Across the entries below, determine how many lines include the word "DomainError". State only the resulting number.

**Stored records:**
______________________________

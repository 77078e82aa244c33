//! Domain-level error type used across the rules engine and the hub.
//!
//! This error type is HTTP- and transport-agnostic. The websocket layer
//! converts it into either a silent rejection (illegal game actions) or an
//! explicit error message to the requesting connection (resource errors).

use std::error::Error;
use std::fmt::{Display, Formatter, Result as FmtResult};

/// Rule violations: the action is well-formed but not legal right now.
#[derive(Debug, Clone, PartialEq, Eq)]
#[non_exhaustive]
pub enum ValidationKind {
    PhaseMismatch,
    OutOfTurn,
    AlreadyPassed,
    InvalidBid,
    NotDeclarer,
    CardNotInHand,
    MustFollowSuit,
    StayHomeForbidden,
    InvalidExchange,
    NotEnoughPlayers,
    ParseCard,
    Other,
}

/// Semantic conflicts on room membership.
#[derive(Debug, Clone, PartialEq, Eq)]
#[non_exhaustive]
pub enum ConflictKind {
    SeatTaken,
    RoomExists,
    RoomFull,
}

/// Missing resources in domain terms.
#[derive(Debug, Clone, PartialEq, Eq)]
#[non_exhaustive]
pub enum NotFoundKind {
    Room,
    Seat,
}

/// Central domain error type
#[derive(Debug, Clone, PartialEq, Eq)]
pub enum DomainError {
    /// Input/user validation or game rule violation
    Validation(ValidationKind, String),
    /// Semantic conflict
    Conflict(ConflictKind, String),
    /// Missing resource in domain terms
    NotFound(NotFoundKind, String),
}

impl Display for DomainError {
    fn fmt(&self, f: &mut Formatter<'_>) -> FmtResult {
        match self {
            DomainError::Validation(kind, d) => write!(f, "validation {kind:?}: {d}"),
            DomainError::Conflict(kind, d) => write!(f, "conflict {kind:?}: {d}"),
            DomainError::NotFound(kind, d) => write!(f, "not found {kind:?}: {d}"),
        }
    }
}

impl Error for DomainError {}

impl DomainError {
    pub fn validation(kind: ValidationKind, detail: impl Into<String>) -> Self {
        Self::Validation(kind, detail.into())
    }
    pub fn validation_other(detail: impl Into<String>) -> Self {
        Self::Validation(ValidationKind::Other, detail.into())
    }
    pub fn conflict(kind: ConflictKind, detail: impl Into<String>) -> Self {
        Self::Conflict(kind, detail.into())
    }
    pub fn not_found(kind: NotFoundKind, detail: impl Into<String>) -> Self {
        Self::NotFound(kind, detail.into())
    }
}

______________________________

**TASK RESULT:**
7